** Opening PROVIDED INFORMATION block **

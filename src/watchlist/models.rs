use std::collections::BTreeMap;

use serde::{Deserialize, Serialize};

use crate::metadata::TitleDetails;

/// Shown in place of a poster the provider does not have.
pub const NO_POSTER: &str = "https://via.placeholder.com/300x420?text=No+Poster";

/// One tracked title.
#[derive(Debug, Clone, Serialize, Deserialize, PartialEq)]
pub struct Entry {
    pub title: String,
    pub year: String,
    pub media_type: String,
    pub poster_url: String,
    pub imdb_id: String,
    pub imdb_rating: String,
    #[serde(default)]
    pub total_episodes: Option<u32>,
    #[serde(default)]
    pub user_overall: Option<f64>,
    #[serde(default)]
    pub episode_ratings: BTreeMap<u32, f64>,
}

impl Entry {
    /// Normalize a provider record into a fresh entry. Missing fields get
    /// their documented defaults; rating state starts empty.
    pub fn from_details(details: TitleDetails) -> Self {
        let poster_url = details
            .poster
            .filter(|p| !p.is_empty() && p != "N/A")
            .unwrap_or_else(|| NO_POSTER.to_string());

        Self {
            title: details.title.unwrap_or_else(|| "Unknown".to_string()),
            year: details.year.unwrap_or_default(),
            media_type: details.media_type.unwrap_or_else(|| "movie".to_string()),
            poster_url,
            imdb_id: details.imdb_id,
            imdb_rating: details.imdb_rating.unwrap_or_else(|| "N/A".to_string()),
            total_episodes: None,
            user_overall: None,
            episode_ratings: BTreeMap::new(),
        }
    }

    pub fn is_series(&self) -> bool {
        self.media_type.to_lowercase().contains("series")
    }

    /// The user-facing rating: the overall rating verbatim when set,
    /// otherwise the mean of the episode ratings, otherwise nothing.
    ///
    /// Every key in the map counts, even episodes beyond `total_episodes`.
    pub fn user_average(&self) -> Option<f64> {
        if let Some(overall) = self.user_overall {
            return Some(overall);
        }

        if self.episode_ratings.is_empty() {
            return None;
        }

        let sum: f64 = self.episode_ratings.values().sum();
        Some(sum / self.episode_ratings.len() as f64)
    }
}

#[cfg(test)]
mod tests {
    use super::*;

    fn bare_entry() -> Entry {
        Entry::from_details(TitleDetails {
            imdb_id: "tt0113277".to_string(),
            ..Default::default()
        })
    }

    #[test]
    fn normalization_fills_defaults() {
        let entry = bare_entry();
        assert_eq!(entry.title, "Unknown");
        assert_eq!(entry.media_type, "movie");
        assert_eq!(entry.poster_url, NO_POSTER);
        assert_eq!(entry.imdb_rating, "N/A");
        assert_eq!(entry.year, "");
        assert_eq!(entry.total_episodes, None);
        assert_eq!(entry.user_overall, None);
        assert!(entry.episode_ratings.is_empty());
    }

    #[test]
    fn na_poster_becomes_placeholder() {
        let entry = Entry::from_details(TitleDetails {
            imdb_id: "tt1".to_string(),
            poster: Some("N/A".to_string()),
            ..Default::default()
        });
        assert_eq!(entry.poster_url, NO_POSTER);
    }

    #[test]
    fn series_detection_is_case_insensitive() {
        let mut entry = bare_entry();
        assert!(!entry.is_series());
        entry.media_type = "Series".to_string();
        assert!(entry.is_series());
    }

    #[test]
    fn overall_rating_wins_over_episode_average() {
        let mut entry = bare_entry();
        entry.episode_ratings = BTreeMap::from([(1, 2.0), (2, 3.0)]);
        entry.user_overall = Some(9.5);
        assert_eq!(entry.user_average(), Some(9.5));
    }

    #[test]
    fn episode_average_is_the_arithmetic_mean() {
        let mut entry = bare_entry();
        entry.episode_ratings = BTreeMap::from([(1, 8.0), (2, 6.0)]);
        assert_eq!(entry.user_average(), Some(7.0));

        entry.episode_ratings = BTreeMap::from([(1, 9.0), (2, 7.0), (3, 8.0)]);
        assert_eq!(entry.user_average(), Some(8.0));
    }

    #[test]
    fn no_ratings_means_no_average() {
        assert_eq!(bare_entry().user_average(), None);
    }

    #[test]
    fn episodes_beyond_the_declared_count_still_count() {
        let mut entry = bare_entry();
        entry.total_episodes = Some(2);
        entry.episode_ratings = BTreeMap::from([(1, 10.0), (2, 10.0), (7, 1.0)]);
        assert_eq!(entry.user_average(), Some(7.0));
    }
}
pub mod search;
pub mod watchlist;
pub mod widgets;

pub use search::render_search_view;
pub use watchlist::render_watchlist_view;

** Closing PROVIDED INFORMATION block **
** Opening PROVIDED INFORMATION block **

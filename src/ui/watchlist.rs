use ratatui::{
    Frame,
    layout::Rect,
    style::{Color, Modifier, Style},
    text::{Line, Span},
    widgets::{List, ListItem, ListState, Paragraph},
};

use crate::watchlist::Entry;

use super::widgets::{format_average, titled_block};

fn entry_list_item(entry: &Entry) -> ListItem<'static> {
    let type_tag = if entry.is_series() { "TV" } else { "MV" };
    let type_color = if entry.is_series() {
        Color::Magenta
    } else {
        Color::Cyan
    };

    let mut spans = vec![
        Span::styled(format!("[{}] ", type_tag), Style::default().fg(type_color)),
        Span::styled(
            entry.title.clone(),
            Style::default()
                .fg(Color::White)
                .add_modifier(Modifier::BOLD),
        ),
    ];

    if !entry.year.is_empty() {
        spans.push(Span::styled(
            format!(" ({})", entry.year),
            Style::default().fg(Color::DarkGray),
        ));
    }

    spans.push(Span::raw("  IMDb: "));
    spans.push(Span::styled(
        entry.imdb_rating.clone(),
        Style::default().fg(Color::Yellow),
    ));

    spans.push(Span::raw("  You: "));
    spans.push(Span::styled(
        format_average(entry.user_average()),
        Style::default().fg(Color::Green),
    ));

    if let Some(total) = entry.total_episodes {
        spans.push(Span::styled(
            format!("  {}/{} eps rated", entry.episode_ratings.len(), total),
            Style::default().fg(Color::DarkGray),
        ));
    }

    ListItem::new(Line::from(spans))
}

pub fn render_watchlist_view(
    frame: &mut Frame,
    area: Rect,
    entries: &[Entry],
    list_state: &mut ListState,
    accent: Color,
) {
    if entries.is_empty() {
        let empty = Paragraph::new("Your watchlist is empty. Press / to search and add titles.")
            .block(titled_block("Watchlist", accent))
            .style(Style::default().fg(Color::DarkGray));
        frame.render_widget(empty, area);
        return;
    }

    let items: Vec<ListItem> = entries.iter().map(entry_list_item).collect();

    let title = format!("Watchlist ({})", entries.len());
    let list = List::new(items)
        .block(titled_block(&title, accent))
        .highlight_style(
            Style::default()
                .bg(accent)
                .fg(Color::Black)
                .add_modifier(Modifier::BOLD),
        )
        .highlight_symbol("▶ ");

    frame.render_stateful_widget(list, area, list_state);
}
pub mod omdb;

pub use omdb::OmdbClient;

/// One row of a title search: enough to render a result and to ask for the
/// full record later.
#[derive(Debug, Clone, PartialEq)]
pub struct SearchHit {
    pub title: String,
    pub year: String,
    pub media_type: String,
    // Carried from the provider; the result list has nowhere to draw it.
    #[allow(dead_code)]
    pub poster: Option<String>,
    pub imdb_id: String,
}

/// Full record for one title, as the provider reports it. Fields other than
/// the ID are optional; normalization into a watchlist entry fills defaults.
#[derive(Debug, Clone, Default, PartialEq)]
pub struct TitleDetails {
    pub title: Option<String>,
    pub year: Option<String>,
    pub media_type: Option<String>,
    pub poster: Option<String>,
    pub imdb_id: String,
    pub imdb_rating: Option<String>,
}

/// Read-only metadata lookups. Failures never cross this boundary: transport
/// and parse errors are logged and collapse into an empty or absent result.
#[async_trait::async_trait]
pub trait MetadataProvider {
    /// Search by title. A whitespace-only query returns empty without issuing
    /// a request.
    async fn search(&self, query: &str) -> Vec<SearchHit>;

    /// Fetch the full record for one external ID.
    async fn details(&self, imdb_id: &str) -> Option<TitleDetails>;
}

** Closing PROVIDED INFORMATION block **

- _WHAT THE TASK REQUIRES_
Word for word, restate the lines of the data above that fall between the line holding "filename src/watchlist/models.rs" and the line holding "One tracked title.", inclusive, and no other lines.

- _ANSWER FOR THE TASK_
filename src/watchlist/models.rs
use std::collections::BTreeMap;

use serde::{Deserialize, Serialize};

use crate::metadata::TitleDetails;

/// Shown in place of a poster the provider does not have.
pub const NO_POSTER: &str = "https://via.placeholder.com/300x420?text=No+Poster";

/// One tracked title.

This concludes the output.